▶ WHAT YOU NEED TO DO: Reproduce, exactly, the lines of the material below from the line containing "it built plus" through the line containing "Option<SyntaxNode>, diagnostics: Vec<ParseDiagnostic>)", with both end lines included and nothing else.

Start of RECORDS TO PROCESS

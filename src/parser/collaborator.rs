//! The boundary between the driver and whatever parser fills the tree
//!
//! A parser consumes the opened input and hands back the root it built plus
//! every error it counted on the way. Errors are data, not control flow: a
//! parser keeps going after malformed input and may return a partial root.
//! Only an unreadable input or a failed tree allocation stops a parse.

use crate::tree::{SyntaxNode, TreeError};
use std::fmt;
use std::io::{self, Read};
use thiserror::Error;

/// Which phase of recognition reported a diagnostic
#[derive(Debug, Clone, Copy, PartialEq, Eq)]
pub enum DiagnosticKind {
    /// Unrecognized or malformed token
    Lexical,
    /// Token sequence that matches no production
    Syntax,
}

impl DiagnosticKind {
    /// Letter used in the conventional `Error type X` report
    pub fn code(self) -> char {
        match self {
            DiagnosticKind::Lexical => 'A',
            DiagnosticKind::Syntax => 'B',
        }
    }
}

/// One counted parse error
#[derive(Debug, Clone, PartialEq, Eq)]
pub struct ParseDiagnostic {
    pub kind: DiagnosticKind,
    pub line: usize,
    pub message: String,
}

impl ParseDiagnostic {
    pub fn lexical(line: usize, message: impl Into<String>) -> Self {
        ParseDiagnostic {
            kind: DiagnosticKind::Lexical,
            line,
            message: message.into(),
        }
    }

    pub fn syntax(line: usize, message: impl Into<String>) -> Self {
        ParseDiagnostic {
            kind: DiagnosticKind::Syntax,
            line,
            message: message.into(),
        }
    }
}

impl fmt::Display for ParseDiagnostic {
    fn fmt(&self, f: &mut fmt::Formatter<'_>) -> fmt::Result {
        write!(
            f,
            "Error type {} at Line {}: {}.",
            self.kind.code(),
            self.line,
            self.message
        )
    }
}

/// Everything a parse run produced
#[derive(Debug, Default)]
pub struct ParseOutcome {
    /// Root of the tree, possibly partial when errors were counted
    pub root: Option<SyntaxNode>,
    pub diagnostics: Vec<ParseDiagnostic>,
}

impl ParseOutcome {
    pub fn new(root: Option<SyntaxNode>, diagnostics: Vec<ParseDiagnostic>) -> Self {
        ParseOutcome { root, diagnostics }
    }

    pub fn error_count(&self) -> usize {
        self.diagnostics.len()
    }

    pub fn is_clean(&self) -> bool {
        self.diagnostics.is_empty()
    }
}

/// Fatal parse failure, as opposed to a counted [`ParseDiagnostic`]
#[derive(Debug, Error)]
pub enum ParseFailure {
    #[error(transparent)]
    Io(#[from] io::Error),

    #[error(transparent)]
    Tree(#[from] TreeError),
}

/// A parser that builds a syntax tree from an input stream.
///
/// Read failures and tree allocation failures are returned as `Err`;
/// malformed input is reported through [`ParseOutcome::diagnostics`].
pub trait SyntaxParser {
    fn parse(&mut self, input: &mut dyn Read) -> Result<ParseOutcome, ParseFailure>;
}

impl<P: SyntaxParser + ?Sized> SyntaxParser for &mut P {
    fn parse(&mut self, input: &mut dyn Read) -> Result<ParseOutcome, ParseFailure> {
        (**self).parse(input)
    }
}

End of RECORDS TO PROCESS

▶ TASK SOLUTION:
//! A parser consumes the opened input and hands back the root it built plus
//! every error it counted on the way. Errors are data, not control flow: a
//! parser keeps going after malformed input and may return a partial root.
//! Only an unreadable input or a failed tree allocation stops a parse.

use crate::tree::{SyntaxNode, TreeError};
use std::fmt;
use std::io::{self, Read};
use thiserror::Error;

/// Which phase of recognition reported a diagnostic
#[derive(Debug, Clone, Copy, PartialEq, Eq)]
pub enum DiagnosticKind {
    /// Unrecognized or malformed token
    Lexical,
    /// Token sequence that matches no production
    Syntax,
}

impl DiagnosticKind {
    /// Letter used in the conventional `Error type X` report
    pub fn code(self) -> char {
        match self {
            DiagnosticKind::Lexical => 'A',
            DiagnosticKind::Syntax => 'B',
        }
    }
}

/// One counted parse error
#[derive(Debug, Clone, PartialEq, Eq)]
pub struct ParseDiagnostic {
    pub kind: DiagnosticKind,
    pub line: usize,
    pub message: String,
}

impl ParseDiagnostic {
    pub fn lexical(line: usize, message: impl Into<String>) -> Self {
        ParseDiagnostic {
            kind: DiagnosticKind::Lexical,
            line,
            message: message.into(),
        }
    }

    pub fn syntax(line: usize, message: impl Into<String>) -> Self {
        ParseDiagnostic {
            kind: DiagnosticKind::Syntax,
            line,
            message: message.into(),
        }
    }
}

impl fmt::Display for ParseDiagnostic {
    fn fmt(&self, f: &mut fmt::Formatter<'_>) -> fmt::Result {
        write!(
            f,
            "Error type {} at Line {}: {}.",
            self.kind.code(),
            self.line,
            self.message
        )
    }
}

/// Everything a parse run produced
#[derive(Debug, Default)]
pub struct ParseOutcome {
    /// Root of the tree, possibly partial when errors were counted
    pub root: Option<SyntaxNode>,
    pub diagnostics: Vec<ParseDiagnostic>,
}

impl ParseOutcome {
    pub fn new(root: Option<SyntaxNode>, diagnostics: Vec<ParseDiagnostic>) -> Self {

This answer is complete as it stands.